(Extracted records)
+===+

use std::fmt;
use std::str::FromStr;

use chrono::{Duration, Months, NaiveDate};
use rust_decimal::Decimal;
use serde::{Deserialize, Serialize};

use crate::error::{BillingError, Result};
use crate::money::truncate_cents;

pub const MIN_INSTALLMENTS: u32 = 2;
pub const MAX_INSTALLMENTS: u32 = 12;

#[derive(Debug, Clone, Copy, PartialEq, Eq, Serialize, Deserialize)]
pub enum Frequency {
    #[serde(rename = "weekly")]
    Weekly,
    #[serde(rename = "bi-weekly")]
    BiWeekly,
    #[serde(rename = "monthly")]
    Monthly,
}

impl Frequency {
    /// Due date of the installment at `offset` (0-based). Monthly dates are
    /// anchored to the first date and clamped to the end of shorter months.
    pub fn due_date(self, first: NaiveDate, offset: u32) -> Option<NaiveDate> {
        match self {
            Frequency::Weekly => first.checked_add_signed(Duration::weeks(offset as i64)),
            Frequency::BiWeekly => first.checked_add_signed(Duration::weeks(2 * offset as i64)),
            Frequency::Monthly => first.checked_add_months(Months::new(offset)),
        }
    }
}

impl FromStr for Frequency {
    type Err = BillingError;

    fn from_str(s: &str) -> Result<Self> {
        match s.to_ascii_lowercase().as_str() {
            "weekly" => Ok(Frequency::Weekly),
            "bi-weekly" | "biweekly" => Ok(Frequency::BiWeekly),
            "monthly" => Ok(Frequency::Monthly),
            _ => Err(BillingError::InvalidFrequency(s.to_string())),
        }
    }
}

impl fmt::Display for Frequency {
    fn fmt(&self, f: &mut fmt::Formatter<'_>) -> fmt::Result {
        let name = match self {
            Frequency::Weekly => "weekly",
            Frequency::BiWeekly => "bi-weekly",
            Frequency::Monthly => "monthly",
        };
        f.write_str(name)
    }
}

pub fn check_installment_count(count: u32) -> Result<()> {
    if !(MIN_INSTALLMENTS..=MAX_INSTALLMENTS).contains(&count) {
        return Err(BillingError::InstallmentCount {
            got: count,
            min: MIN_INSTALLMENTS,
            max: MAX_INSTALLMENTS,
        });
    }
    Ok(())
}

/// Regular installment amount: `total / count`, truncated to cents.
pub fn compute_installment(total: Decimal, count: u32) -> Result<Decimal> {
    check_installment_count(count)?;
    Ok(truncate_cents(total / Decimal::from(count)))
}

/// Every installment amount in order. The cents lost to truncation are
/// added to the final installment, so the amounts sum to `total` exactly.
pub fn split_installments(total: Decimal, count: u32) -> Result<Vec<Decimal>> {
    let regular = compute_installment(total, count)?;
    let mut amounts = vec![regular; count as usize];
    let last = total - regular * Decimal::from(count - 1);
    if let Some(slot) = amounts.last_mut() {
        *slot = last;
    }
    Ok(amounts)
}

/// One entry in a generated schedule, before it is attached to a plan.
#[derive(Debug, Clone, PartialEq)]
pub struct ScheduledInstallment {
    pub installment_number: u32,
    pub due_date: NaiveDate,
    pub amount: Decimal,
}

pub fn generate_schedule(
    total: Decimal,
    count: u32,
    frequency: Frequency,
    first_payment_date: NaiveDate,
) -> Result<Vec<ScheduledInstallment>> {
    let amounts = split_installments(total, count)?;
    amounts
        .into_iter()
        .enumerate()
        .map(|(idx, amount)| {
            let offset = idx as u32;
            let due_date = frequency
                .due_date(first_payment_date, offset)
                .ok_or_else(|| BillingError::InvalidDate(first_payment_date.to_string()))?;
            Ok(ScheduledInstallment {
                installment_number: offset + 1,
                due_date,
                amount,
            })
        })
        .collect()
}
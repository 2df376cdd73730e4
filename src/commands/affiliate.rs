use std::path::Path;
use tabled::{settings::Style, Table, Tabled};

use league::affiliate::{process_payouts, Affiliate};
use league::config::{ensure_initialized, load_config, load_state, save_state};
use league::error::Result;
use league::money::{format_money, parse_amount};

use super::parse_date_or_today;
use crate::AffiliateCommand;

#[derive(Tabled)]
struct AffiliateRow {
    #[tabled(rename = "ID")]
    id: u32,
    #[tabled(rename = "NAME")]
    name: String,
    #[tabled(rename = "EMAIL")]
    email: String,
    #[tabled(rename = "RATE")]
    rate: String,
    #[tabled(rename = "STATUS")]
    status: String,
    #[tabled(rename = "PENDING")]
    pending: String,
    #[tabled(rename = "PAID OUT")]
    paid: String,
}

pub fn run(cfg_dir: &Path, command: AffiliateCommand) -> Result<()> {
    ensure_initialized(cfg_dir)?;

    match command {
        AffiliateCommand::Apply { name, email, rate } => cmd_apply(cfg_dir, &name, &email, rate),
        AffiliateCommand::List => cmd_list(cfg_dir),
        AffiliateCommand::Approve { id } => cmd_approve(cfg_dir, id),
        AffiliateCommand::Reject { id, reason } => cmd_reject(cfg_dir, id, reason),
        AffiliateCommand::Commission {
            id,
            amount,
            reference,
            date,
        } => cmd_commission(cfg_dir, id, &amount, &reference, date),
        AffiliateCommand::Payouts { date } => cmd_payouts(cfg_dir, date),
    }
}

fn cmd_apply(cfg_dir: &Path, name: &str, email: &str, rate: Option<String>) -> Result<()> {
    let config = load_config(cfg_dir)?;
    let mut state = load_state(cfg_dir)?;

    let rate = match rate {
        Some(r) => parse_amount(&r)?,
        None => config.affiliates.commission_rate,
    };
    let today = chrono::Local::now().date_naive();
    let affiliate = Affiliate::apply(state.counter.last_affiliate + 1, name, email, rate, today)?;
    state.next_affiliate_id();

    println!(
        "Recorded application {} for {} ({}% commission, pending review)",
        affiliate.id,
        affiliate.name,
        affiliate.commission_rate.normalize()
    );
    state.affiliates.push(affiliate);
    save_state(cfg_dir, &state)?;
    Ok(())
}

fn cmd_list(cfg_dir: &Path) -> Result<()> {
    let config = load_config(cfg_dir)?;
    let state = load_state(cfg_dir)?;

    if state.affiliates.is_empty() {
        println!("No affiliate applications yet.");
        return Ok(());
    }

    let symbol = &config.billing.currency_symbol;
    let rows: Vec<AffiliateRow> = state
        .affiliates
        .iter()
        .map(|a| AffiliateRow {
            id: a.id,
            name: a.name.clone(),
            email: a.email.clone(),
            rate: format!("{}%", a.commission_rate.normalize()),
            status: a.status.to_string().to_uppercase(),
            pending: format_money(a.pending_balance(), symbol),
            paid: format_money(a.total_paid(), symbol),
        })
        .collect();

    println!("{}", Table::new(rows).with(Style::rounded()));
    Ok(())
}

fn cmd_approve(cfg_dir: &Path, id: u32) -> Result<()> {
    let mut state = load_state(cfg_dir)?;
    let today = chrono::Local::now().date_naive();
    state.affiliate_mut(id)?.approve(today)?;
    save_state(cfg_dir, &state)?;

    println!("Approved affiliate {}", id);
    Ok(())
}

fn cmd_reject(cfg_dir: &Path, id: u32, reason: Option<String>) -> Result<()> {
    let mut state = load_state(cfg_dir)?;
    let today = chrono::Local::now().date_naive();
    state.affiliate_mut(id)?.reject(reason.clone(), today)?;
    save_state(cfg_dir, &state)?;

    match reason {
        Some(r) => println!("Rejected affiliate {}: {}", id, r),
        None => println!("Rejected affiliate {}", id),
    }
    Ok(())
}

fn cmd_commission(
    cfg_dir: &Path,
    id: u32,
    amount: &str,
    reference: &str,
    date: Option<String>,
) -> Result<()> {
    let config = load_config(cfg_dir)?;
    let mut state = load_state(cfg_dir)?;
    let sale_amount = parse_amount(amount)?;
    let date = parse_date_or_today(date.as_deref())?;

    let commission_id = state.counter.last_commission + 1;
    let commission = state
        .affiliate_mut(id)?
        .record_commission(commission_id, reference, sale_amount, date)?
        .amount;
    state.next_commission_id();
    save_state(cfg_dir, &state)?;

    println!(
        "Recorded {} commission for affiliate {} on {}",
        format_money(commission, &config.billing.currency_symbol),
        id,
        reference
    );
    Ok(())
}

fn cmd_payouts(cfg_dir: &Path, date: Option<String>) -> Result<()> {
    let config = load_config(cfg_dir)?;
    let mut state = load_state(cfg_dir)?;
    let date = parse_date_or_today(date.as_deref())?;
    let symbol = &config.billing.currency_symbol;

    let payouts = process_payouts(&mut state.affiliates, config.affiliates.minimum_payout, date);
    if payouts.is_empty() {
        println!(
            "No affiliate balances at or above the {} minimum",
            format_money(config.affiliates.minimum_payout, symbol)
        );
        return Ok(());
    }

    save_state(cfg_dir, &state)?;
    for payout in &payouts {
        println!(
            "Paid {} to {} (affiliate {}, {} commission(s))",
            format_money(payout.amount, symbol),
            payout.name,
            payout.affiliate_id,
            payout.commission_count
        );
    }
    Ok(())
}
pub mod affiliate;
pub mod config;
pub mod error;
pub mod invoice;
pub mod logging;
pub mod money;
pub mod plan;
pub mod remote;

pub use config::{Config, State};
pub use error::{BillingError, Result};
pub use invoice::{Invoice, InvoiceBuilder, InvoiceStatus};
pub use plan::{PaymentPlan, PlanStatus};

+===+

■ WHAT YOU SHOULD DO
If a line in the records contains "ScheduledInstallment", report it.

■ ANSWER TO THIS EXERCISE
pub struct ScheduledInstallment {
) -> Result<Vec<ScheduledInstallment>> {
            Ok(ScheduledInstallment {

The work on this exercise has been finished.